BERLIN — Central banks around the world took major steps Thursday to stave off fears of global recession, with the European Central Bank slashing interest rates, China unexpectedly cutting bank lending rates and the Bank of England pumping billions of pounds into Britain’s stimulus program.
The measures reflect a growing sense of international urgency about faltering economies, and underline the continued power of central banks to take unilateral measures to fight the crisis.
In Europe, fears rose that the ECB was reaching the end of its tether to respond to the crisis through ordinary policy-making means.
The bank announced that it was reducing its benchmark interest rates to 0.75 percent, down from 1 percent. The move will make borrowing cheaper and could stimulate the sputtering countries that share the euro currency.

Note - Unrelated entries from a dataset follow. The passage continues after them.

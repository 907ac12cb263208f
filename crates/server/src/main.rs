//! Map-serving binary: a TCP listener answering `RequestMap` frames with
//! the current map as JSON, and an operator console on stdin for
//! generating and inspecting maps.

mod console;
mod protocol;

use std::io::{self, BufRead};
use std::net::{TcpListener, TcpStream};
use std::sync::{Arc, Mutex};
use std::thread;

use anyhow::{Context, Result};
use clap::Parser;
use warren_core::render::{RenderOptions, render};
use warren_core::{DungeonMap, MapRequest, generate, wire};

use protocol::{DEFAULT_PORT, MessageType, read_frame, write_frame};

#[derive(Parser)]
#[command(author, version, about, long_about = None)]
struct Args {
    /// TCP port to serve maps on
    #[arg(short, long, default_value_t = DEFAULT_PORT)]
    port: u16,
    /// Address to bind the listener to
    #[arg(long, default_value = "0.0.0.0")]
    bind: String,
}

/// The one piece of state the console and the client handlers share.
type SharedMap = Arc<Mutex<Option<DungeonMap>>>;

fn main() -> Result<()> {
    let args = Args::parse();
    let current_map: SharedMap = Arc::new(Mutex::new(None));

    let listener = TcpListener::bind((args.bind.as_str(), args.port))
        .with_context(|| format!("failed to bind {}:{}", args.bind, args.port))?;
    println!("serving maps on {}:{}", args.bind, args.port);

    let accept_map = Arc::clone(&current_map);
    thread::spawn(move || accept_clients(listener, accept_map));

    run_console(&current_map)
}

fn accept_clients(listener: TcpListener, current_map: SharedMap) {
    for stream in listener.incoming() {
        match stream {
            Ok(stream) => {
                let client_map = Arc::clone(&current_map);
                thread::spawn(move || {
                    let peer = stream
                        .peer_addr()
                        .map_or_else(|_| "unknown".to_string(), |address| address.to_string());
                    if let Err(error) = handle_client(stream, &client_map) {
                        println!("client {peer} disconnected: {error}");
                    }
                });
            }
            Err(error) => println!("connection failed: {error}"),
        }
    }
}

fn handle_client(mut stream: TcpStream, current_map: &SharedMap) -> io::Result<()> {
    loop {
        let frame = read_frame(&mut stream)?;
        match frame.message_type {
            MessageType::RequestMap => {
                let encoded = {
                    let mut guard = current_map.lock().expect("map mutex is never poisoned");
                    if guard.is_none() {
                        // First request before the operator made a map:
                        // serve a default passage map.
                        *guard = generate(&MapRequest::default()).ok();
                    }
                    guard.as_ref().map(wire::to_json)
                };
                match encoded {
                    Some(Ok(payload)) => {
                        write_frame(&mut stream, MessageType::MapData, payload.as_bytes())?;
                    }
                    Some(Err(error)) => {
                        let reason = format!("map serialisation failed: {error}");
                        println!("{reason}");
                        write_frame(&mut stream, MessageType::Error, reason.as_bytes())?;
                    }
                    None => {
                        write_frame(&mut stream, MessageType::Error, b"no map available")?;
                    }
                }
            }
            MessageType::PlayerMove | MessageType::PlayerJoin | MessageType::PlayerLeave => {
                // Viewer-side traffic; the generator service just logs it.
                println!(
                    "ignoring {:?} frame ({} bytes)",
                    frame.message_type,
                    frame.payload.len()
                );
            }
            MessageType::MapData | MessageType::Error => {
                println!("unexpected {:?} frame from client", frame.message_type);
            }
        }
    }
}

fn run_console(current_map: &SharedMap) -> Result<()> {
    let stdin = io::stdin();
    for line in stdin.lock().lines() {
        let line = line.context("failed to read from stdin")?;
        if line.trim().is_empty() {
            continue;
        }
        match console::parse(&line) {
            Ok(console::Command::Exit) => break,
            Ok(console::Command::GenMap(request)) => match generate(&request) {
                Ok(map) => {
                    let seed = map.metadata.get("seed").cloned().unwrap_or_default();
                    println!("generated '{}' with seed {seed}", map.name);
                    *current_map.lock().expect("map mutex is never poisoned") = Some(map);
                }
                Err(error) => println!("generation failed: {error}"),
            },
            Ok(console::Command::ShowMap) => {
                let guard = current_map.lock().expect("map mutex is never poisoned");
                match guard.as_ref() {
                    Some(map) => match render(map, RenderOptions { color: true }) {
                        Ok(rendered) => println!("{}\n{rendered}", map.name),
                        Err(error) => println!("render failed: {error}"),
                    },
                    None => println!("no map yet (try genmap)"),
                }
            }
            Err(error) => println!("{error}"),
        }
    }
    Ok(())
}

“The risks surrounding the economic outlook for the euro area continue to be on the downside,” ECB President Mario Draghi said in Frankfurt.
In Beijing, the People’s Bank of China cut interest rates for the second time in four weeks, lowering interest on one-year loans to 6 percent and saying that banks can discount rates by as much as 30 percent below that benchmark, an increase from a 20 percent allowable discount.
In Britain, the Bank of England announced that it was expanding its stimulus program by $78 billion.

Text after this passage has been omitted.